Exercise materials Start Marker

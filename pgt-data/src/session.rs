//! The per-session context: everything loaded at startup, read-only afterwards.

use crate::chart::{ChartSpec, TrendRenderer};
use crate::geo::{ClickCoordinate, GeoIndex, MatchMode, SiteResolver};
use log::{info, warn};
use pgt_db::TrendCatalog;
use pgt_nwis::{StationDirectory, TrendStore, TrendsError};
use serde::Serialize;

/// Shown in place of the chart until a site is clicked.
pub const SELECT_PROMPT: &str = "Choose a USGS groundwater site to get started";

/// A station as drawn on the map, at its unrounded coordinates.
#[derive(Debug, Clone, PartialEq, Serialize)]
pub struct MapMarker {
    pub station_nm: String,
    pub lat: f64,
    pub lng: f64,
}

/// Outcome of one map click.
#[derive(Debug, Clone, PartialEq)]
pub enum Selection {
    /// The click did not land on a station. Not an error.
    NoSiteSelected,
    Station { station_nm: String, chart: ChartSpec },
}

/// Why the session never started, in words for the page.
#[derive(Debug, Clone, PartialEq)]
pub struct StartupFailure {
    pub message: String,
    pub hint: &'static str,
}

impl StartupFailure {
    pub fn from_error(err: &anyhow::Error) -> Self {
        let hint = match err.chain().find_map(|e| e.downcast_ref::<TrendsError>()) {
            Some(TrendsError::DataUnavailable(_)) => {
                "The embedded trend table could not be read. Rebuild the dashboard with a valid trends_all_sites.csv."
            }
            Some(TrendsError::LookupUnavailable(_)) => {
                "The USGS site service could not be reached. Reload the page to try again."
            }
            Some(TrendsError::IncompleteMetadata { .. }) => {
                "The USGS site service returned no stations for the trend table's sites."
            }
            None => "The trend catalog could not be built. Reload the page to try again.",
        };
        Self {
            message: format!("{:#}", err),
            hint,
        }
    }
}

/// Catalog, index and renderer built once per session.
#[derive(Clone, PartialEq)]
pub struct DashboardSession {
    catalog: TrendCatalog,
    index: GeoIndex,
    markers: Vec<MapMarker>,
    charted_stations: Vec<String>,
    resolver: SiteResolver,
    renderer: TrendRenderer,
}

impl DashboardSession {
    pub fn build(
        trends: &TrendStore,
        stations: &StationDirectory,
        mode: MatchMode,
    ) -> anyhow::Result<Self> {
        let catalog = TrendCatalog::build(trends, stations)?;
        let index = GeoIndex::build(stations);
        let markers = stations
            .iter()
            .map(|s| MapMarker {
                station_nm: s.station_nm.clone(),
                lat: s.dec_lat_va,
                lng: s.dec_long_va,
            })
            .collect();
        let charted_stations = catalog.station_names()?;
        let uncharted = stations.len().saturating_sub(charted_stations.len());
        if uncharted > 0 {
            warn!(
                "session: {} of {} stations have no trend rows and will not chart",
                uncharted,
                stations.len()
            );
        }
        info!(
            "session: ready with {} map markers, {} stations with trends",
            index.len(),
            charted_stations.len()
        );
        Ok(Self {
            catalog,
            index,
            markers,
            charted_stations,
            resolver: SiteResolver::new(mode),
            renderer: TrendRenderer::default(),
        })
    }

    /// Resolve a click, look up the station's trends and shape its chart.
    pub fn select(&self, click: ClickCoordinate) -> anyhow::Result<Selection> {
        let Some(station_nm) = self.resolver.resolve(click, &self.index) else {
            return Ok(Selection::NoSiteSelected);
        };
        let rows = self.catalog.query(station_nm)?;
        match self.renderer.render(&rows, station_nm) {
            Some(chart) => Ok(Selection::Station {
                station_nm: station_nm.to_string(),
                chart,
            }),
            None => {
                warn!("session: station '{}' has no trend rows", station_nm);
                Ok(Selection::NoSiteSelected)
            }
        }
    }

    pub fn markers(&self) -> &[MapMarker] {
        &self.markers
    }

    /// Names of the stations a click can chart, alphabetically.
    pub fn charted_stations(&self) -> &[String] {
        &self.charted_stations
    }

    pub fn catalog(&self) -> &TrendCatalog {
        &self.catalog
    }

    pub fn index(&self) -> &GeoIndex {
        &self.index
    }
}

Exercise materials End Marker

_What is being asked_
Can you repeat, word for word, every line above from the one containing "let index = GeoIndex::build(stations);" down to the one containing "pub fn index(&self)", including both?

_Answer space_
        let index = GeoIndex::build(stations);
        let markers = stations
            .iter()
            .map(|s| MapMarker {
                station_nm: s.station_nm.clone(),
                lat: s.dec_lat_va,
                lng: s.dec_long_va,
            })
            .collect();
        let charted_stations = catalog.station_names()?;
        let uncharted = stations.len().saturating_sub(charted_stations.len());
        if uncharted > 0 {
            warn!(
                "session: {} of {} stations have no trend rows and will not chart",
                uncharted,
                stations.len()
            );
        }
        info!(
            "session: ready with {} map markers, {} stations with trends",
            index.len(),
            charted_stations.len()
        );
        Ok(Self {
            catalog,
            index,
            markers,
            charted_stations,
            resolver: SiteResolver::new(mode),
            renderer: TrendRenderer::default(),
        })
    }

    /// Resolve a click, look up the station's trends and shape its chart.
    pub fn select(&self, click: ClickCoordinate) -> anyhow::Result<Selection> {
        let Some(station_nm) = self.resolver.resolve(click, &self.index) else {
            return Ok(Selection::NoSiteSelected);
        };
        let rows = self.catalog.query(station_nm)?;
        match self.renderer.render(&rows, station_nm) {
            Some(chart) => Ok(Selection::Station {
                station_nm: station_nm.to_string(),
                chart,
            }),
            None => {
                warn!("session: station '{}' has no trend rows", station_nm);
                Ok(Selection::NoSiteSelected)
            }
        }
    }

    pub fn markers(&self) -> &[MapMarker] {
        &self.markers
    }

    /// Names of the stations a click can chart, alphabetically.
    pub fn charted_stations(&self) -> &[String] {
        &self.charted_stations
    }

    pub fn catalog(&self) -> &TrendCatalog {
        &self.catalog
    }

    pub fn index(&self) -> &GeoIndex {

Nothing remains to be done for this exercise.